YOUR INSTRUCTIONS =
The answer must be every line below that contains the string "chrono".

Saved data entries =
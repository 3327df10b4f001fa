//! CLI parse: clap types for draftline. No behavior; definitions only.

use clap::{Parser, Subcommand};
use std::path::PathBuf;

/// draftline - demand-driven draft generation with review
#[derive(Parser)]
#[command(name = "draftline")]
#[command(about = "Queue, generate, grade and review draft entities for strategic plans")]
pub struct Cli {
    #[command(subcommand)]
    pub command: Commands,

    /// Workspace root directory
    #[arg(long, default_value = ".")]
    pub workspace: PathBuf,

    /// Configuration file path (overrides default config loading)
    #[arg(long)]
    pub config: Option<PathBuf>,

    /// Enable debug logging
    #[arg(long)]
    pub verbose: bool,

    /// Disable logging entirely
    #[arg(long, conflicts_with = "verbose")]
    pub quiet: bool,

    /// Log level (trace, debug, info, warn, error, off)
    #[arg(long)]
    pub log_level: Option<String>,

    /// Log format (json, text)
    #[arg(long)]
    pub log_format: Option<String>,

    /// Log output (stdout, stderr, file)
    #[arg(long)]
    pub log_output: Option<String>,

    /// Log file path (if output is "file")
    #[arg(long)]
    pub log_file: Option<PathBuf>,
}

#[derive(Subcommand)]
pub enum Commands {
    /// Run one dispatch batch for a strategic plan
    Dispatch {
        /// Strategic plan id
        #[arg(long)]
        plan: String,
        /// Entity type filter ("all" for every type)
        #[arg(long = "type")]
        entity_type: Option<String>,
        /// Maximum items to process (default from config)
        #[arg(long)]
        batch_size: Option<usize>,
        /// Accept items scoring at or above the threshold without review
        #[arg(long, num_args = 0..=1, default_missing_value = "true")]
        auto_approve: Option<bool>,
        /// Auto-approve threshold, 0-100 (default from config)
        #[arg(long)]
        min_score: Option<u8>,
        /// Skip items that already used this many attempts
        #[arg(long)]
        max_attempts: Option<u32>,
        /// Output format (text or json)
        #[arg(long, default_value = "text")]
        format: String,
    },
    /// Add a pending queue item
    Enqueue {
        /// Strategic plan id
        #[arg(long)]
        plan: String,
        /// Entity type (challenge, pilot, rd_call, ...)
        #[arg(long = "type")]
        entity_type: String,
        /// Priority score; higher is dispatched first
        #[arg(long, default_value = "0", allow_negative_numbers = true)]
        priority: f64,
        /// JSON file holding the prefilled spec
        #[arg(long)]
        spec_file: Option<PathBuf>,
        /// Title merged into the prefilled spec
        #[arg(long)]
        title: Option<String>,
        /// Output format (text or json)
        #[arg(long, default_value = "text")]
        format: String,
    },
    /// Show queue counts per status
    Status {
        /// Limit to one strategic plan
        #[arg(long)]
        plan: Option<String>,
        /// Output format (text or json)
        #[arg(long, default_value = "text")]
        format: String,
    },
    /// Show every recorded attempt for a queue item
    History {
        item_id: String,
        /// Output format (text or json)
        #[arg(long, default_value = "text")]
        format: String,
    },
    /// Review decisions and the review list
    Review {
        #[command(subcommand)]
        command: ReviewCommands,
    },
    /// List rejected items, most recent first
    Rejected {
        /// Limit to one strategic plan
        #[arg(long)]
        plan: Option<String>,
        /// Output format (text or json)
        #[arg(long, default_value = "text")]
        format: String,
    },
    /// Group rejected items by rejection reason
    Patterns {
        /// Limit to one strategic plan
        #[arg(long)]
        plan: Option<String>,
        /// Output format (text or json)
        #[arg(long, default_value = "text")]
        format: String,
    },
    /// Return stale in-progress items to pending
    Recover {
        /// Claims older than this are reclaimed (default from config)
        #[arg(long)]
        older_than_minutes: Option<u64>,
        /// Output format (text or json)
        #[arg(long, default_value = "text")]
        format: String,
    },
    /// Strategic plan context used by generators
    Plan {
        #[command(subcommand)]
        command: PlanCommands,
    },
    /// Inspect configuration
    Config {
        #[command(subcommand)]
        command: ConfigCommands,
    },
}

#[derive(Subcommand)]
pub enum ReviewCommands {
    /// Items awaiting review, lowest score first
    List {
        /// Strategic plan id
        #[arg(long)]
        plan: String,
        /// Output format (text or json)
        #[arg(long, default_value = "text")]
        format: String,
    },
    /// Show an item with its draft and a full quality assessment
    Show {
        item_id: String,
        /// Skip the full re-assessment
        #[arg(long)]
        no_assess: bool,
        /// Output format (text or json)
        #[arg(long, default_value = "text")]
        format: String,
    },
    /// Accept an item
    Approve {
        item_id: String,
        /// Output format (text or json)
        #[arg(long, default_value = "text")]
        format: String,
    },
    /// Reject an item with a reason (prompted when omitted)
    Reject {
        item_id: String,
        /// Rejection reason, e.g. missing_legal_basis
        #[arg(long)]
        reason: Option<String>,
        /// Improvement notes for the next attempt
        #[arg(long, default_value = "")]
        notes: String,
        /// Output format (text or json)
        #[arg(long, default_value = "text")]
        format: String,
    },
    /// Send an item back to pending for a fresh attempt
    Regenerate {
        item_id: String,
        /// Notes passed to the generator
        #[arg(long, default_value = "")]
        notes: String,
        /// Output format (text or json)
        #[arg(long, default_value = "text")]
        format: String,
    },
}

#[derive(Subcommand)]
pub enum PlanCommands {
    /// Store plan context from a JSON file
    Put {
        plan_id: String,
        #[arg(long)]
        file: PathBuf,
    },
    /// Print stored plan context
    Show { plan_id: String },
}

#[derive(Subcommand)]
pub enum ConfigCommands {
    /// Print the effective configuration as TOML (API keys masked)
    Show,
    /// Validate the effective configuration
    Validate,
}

...

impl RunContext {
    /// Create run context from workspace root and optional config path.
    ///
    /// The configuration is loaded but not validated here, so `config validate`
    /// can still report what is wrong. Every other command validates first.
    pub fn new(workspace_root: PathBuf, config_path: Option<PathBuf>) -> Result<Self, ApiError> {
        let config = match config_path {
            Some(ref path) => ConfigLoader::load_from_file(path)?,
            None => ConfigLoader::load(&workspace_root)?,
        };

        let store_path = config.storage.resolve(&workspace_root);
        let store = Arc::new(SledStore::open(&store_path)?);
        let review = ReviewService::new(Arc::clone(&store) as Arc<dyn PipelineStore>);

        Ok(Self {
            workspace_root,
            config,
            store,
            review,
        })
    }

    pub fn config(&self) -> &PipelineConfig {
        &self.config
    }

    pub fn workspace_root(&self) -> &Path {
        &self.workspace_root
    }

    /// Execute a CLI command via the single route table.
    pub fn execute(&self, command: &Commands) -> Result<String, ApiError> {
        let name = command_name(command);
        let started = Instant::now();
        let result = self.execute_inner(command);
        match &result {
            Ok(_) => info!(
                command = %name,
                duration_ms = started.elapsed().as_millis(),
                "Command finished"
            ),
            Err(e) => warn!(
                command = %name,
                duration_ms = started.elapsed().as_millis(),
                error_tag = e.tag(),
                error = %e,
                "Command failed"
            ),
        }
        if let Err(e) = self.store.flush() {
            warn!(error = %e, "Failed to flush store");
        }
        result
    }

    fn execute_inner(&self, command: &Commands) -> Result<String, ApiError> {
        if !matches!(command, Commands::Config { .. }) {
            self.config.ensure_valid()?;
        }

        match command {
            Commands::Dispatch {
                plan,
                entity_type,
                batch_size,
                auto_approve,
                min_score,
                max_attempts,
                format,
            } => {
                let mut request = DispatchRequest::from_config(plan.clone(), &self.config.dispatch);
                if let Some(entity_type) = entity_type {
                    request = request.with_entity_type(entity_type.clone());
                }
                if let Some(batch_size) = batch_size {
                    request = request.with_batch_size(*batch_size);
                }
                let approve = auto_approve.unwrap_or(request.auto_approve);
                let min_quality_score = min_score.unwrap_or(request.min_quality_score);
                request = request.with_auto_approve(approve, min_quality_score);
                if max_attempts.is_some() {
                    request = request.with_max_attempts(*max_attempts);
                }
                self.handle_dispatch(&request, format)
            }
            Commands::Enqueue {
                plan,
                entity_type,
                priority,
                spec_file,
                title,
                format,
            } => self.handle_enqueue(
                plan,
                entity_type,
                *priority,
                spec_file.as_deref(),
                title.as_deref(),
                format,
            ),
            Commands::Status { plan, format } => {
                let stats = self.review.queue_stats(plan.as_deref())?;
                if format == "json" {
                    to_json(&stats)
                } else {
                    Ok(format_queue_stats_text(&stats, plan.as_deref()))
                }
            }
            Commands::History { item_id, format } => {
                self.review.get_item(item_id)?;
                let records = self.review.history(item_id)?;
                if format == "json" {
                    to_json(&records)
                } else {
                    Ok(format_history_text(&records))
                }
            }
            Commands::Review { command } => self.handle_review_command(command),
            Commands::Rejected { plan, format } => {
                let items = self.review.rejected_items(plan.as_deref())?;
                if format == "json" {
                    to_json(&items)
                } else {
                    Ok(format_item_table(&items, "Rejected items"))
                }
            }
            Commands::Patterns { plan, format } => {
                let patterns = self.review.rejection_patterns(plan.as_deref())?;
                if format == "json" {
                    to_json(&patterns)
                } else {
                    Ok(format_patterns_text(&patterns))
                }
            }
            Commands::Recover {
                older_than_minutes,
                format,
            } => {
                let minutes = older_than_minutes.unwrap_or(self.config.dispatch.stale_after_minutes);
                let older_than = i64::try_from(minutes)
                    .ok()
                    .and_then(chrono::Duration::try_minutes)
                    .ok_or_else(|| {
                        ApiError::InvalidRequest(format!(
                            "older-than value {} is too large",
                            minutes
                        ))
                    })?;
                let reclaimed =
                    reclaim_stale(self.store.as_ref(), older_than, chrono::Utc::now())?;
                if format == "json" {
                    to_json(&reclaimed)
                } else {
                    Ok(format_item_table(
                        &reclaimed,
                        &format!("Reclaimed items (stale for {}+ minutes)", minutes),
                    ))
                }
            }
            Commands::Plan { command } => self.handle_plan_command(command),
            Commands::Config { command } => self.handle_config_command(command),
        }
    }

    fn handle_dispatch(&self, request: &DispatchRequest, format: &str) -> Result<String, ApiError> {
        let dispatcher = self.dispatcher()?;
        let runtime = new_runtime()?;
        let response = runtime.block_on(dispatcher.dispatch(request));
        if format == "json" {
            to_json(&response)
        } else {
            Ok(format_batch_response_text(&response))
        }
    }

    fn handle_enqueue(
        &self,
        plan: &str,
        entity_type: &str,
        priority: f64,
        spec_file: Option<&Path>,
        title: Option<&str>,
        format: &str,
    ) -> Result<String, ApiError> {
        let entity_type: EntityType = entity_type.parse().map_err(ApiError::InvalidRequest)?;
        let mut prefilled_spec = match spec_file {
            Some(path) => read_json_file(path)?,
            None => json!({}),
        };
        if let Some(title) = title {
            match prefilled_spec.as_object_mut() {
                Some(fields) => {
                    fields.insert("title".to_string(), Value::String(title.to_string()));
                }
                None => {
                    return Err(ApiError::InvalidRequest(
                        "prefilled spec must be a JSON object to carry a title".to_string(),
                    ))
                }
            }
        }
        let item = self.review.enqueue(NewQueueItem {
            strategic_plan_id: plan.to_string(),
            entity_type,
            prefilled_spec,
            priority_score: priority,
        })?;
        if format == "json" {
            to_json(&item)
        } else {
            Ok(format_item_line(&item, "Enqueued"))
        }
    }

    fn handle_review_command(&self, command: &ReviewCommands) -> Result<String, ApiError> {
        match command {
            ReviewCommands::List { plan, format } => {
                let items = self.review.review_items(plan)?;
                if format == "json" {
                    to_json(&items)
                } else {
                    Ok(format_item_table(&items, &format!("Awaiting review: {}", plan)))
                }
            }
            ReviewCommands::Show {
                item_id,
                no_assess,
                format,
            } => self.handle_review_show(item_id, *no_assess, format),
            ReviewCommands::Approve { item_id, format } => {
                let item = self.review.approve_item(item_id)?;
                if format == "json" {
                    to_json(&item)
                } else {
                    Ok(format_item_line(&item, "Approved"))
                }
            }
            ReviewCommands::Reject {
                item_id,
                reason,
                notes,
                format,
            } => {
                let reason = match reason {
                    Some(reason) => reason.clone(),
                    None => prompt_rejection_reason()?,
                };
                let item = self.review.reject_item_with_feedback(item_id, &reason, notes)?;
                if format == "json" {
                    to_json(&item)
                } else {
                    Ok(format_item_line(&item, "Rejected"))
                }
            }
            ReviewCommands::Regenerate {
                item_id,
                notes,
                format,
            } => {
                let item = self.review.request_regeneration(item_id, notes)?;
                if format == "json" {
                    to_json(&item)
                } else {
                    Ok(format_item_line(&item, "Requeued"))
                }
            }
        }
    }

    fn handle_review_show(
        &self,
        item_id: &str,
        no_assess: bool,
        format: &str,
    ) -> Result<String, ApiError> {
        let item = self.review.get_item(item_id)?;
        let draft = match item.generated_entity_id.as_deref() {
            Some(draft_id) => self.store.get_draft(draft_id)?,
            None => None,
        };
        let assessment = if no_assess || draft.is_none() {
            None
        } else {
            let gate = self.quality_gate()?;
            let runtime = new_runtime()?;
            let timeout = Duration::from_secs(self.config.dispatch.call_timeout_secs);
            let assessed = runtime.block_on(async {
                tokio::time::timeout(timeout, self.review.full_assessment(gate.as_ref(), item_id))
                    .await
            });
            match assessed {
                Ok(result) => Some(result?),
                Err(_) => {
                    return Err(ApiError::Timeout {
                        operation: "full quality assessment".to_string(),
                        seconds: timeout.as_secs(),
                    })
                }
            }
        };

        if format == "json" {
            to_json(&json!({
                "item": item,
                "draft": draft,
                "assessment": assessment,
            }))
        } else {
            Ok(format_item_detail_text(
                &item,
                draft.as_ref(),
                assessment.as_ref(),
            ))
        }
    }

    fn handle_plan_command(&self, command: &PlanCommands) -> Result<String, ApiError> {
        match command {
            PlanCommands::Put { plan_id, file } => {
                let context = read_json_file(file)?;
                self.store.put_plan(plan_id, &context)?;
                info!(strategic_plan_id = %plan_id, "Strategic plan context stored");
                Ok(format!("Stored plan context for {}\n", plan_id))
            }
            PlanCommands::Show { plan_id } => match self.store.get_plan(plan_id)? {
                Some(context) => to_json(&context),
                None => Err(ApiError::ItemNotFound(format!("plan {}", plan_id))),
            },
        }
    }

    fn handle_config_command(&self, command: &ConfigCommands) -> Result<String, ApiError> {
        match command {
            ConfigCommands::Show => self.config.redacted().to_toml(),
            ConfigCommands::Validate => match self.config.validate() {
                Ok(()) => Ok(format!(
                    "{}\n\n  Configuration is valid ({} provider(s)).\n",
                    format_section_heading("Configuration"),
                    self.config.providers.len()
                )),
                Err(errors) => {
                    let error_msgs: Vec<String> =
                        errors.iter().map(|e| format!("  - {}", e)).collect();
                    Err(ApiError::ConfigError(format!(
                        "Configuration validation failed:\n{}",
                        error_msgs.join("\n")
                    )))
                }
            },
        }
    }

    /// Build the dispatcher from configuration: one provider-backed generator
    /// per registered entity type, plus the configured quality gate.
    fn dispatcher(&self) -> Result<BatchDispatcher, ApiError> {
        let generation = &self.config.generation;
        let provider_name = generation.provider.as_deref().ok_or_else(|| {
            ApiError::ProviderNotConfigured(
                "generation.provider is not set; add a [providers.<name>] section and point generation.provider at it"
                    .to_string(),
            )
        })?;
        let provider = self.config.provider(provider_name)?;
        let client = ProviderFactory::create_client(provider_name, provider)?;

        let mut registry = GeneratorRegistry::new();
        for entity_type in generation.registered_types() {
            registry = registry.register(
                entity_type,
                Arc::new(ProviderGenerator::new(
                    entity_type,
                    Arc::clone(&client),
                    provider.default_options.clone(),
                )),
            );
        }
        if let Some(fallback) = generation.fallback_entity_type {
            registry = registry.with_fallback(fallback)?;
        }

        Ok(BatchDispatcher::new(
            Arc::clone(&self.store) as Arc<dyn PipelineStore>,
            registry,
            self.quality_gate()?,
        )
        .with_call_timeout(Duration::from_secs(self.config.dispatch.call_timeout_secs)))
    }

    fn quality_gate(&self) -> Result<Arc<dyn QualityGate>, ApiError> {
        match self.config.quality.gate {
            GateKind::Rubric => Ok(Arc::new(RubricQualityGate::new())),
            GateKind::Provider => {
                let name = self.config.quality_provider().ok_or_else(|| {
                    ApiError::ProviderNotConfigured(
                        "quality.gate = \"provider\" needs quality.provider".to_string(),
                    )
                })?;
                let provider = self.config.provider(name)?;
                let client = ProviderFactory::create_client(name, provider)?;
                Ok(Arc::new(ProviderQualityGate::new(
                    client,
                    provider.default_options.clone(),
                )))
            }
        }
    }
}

ANSWER SECTION =
                    .and_then(chrono::Duration::try_minutes)
                    reclaim_stale(self.store.as_ref(), older_than, chrono::Utc::now())?;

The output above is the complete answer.